Download Terrestrial Ecosystems chapter chapter 12

TERRESTRIAL ECOSYSTEMS (Chapter 12)

 

Lead Authors: Rolf A. Ims and Dorothee Ehrich

Key Contributing Authors: Bruce C. Forbes, Brian Huntley, Donald A. Walker and Philip A. Wookey 

Contributing Authors Dominique Berteaux, Uma S. Bhatt, Kari A. Bråthen, Mary E. Edwards, Howard E. Epstein, Mads C. Forchhammer, Eva Fuglei, Gilles Gauthier, Scott Gilbert, Maria Leung, Irina E. Menyushina, Nikita Ovsyanikov, Eric Post, Martha K. Raynolds, Donald G. Reid, Niels M. Schmidt, Audun Stien, Olga I. Sumina and Rene van der Wal

 

SUMMARY

Photo: Susan MorsePhoto: Susan Morse

The Arctic tundra biome is geographically restricted to a strip around the margins of the Arctic Ocean. A key force determining the tundra biome’s zonal structure is the bottom-up effect of decreased vegetation productivity and complexity with increasing latitude. Accordingly, there are trends of decreasing diversity within and among trophic guilds of consumers with increasing latitudes. Low food web complexity in the northern parts of the biome is also due to island biogeographic features, as large parts of the high Arctic are located on islands. Similarly, a substantial proportion of the high biodiversity of low Arctic zones stems from ‘spillover effects’ from sub-Arctic ecosystems. Historic processes have also contributed to shaping the current large-scale Regional provinces in terms of Arctic species communities. At sub-regional scales the terrestrial Arctic harbors diverse mosaics of communities that are structured by gradients and disturbances in climate, substrate, hydrology and cryosphere that form unique patterns of within – and among – community diversity. Hot spots of high regional diversity are currently found in some old, topographically and geologically complex regions.

 

It has progressively become warmer. I recall that only in our traditional area did the trees occur, but when I returned there via plane last year, a lot more of the tundra was inundated with trees, small mind you, but they have moved north and east. The area we used to inhabit has been overgrown with vegetation, mainly shrubs and small trees. It has become almost like a mini-forest where we used to have our main camp. We visited the site in 2000 and it was almost unrecognizable due to all of the growth that occurred during our absence. I think this is due to a shorter spring, a longer summer and longer frost free falls. Utok; Elders Conference on Climate Change 2001.
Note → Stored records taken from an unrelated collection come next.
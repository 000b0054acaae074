//! Sweeping controller records whose parent resource is gone.
//!
//! The status reporter deliberately never retries a conflicted write, and
//! reconcilers keep recording status right up until the moment the parent
//! disappears. This sweep is the counterpart: it bounds the lifetime of any
//! record left behind.

use async_trait::async_trait;
use futures::TryStreamExt;
use hcp_clients::store::{Docs, StoreBackend};
use hcp_core::documents::ControllerDocument;
use hcp_core::{ResourceKey, SubscriptionKey};
use hcp_runtime::{BoxError, Cooldown, Syncer};
use std::sync::Arc;
use tokio_util::sync::CancellationToken;
use tracing::{info, warn};

/// Per-subscription sweep deleting controller records under deleted
/// resources.
pub struct OrphanControllerSweep {
    backend: Arc<dyn StoreBackend>,
    records: Docs<ControllerDocument>,
    cooldown: Arc<dyn Cooldown<SubscriptionKey>>,
}

impl OrphanControllerSweep {
    #[must_use]
    pub fn new(backend: Arc<dyn StoreBackend>, cooldown: Arc<dyn Cooldown<SubscriptionKey>>) -> Self {
        Self {
            records: Docs::new(Arc::clone(&backend)),
            backend,
            cooldown,
        }
    }
}

#[async_trait]
impl Syncer for OrphanControllerSweep {
    type Key = SubscriptionKey;

    async fn sync_once(
        &self,
        _shutdown: &CancellationToken,
        key: &SubscriptionKey,
    ) -> Result<(), BoxError> {
        let records: Vec<ControllerDocument> =
            self.records.list(Some(&key.resource_id())).try_collect().await?;

        for record in records {
            let Some(parent) = record.parent_resource() else {
                warn!(id = %record.id, "controller record with no parent id");
                continue;
            };
            match self.backend.get(&parent).await {
                Ok(_) => {}
                Err(err) if err.is_not_found() => {
                    info!(id = %record.id, %parent, "parent resource is gone, deleting controller record");
                    match self.records.delete(&record.id).await {
                        Ok(()) => {}
                        Err(err) if err.is_not_found() => {}
                        Err(err) => return Err(err.into()),
                    }
                }
                Err(err) => return Err(err.into()),
            }
        }
        Ok(())
    }

    fn cooldown(&self) -> Arc<dyn Cooldown<SubscriptionKey>> {
        Arc::clone(&self.cooldown)
    }
}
The architecture of tundra food webs is modulated by inter-specific interactions within and between trophic levels. Herbivores can regionally exert strong top-down controls on tundra vegetation, whereas predators often control small mammal herbivores and the reproductive success of ground nesting birds. Multi-annual, cascading bottom-up and top-down interaction cycles mediated by lemming populations are crucial for the maintenance of terrestrial Arctic biodiversity in many tundra ecosystems. Functional traits of plants in interactions with below-ground microbial communities and herbivores maintain essential roles in the regulation of the global climate system through controls on fluxes of greenhouse gasses (GHG) and heat fluxes between the earth surface and the atmosphere. Changes to the composition of terrestrial biodiversity may determine whether the Arctic will become a source or a sink for GHGs in a warming climate.

Climate is historically and currently the most important driver of change of Arctic terrestrial ecosystems, through alteration of coastal sea ice, glaciers, snow and permafrost, changed seasonality and extreme events. At present, a second emerging driver is an increased footprint of human presence within the Arctic. Currently, the most profound ecosystem impacts include (1) increased plant biomass due to growth of tall woody plants that cause lower albedo and possibly enhance GHG emissions and thereby accentuating the Arctic amplification of climate change, (2) collapsed cycles of lemmings and emergent Outbreaks of insect herbivores and plant pathogens with cascading impacts on food webs and ecosystem functioning, and (3) increasing abundance of boreal and human commensal species impacting Arctic endemics as predators or competitors. Recommended actions to conserve Arctic terrestrial ecosystems under the impacts of climatic change and other anthropogenic stressors include conservation of topographically diverse areas with landscape-scale ‘buffer-capacity’ to maintain cold refuges in a warmer climate and of remote high Arctic islands that are the most physically protected from species invasions from the south and human presence. Prudent management of Arctic herbivores such as reindeer Rangifer tarandus, using their capacity for shaping vegetation on landscape scales, may be considered for counteracting encroachment of tall woody vegetation that otherwise will eliminate tundra habitats, while avoiding the negative impacts of herbivore overabundance that have been documented in some regions.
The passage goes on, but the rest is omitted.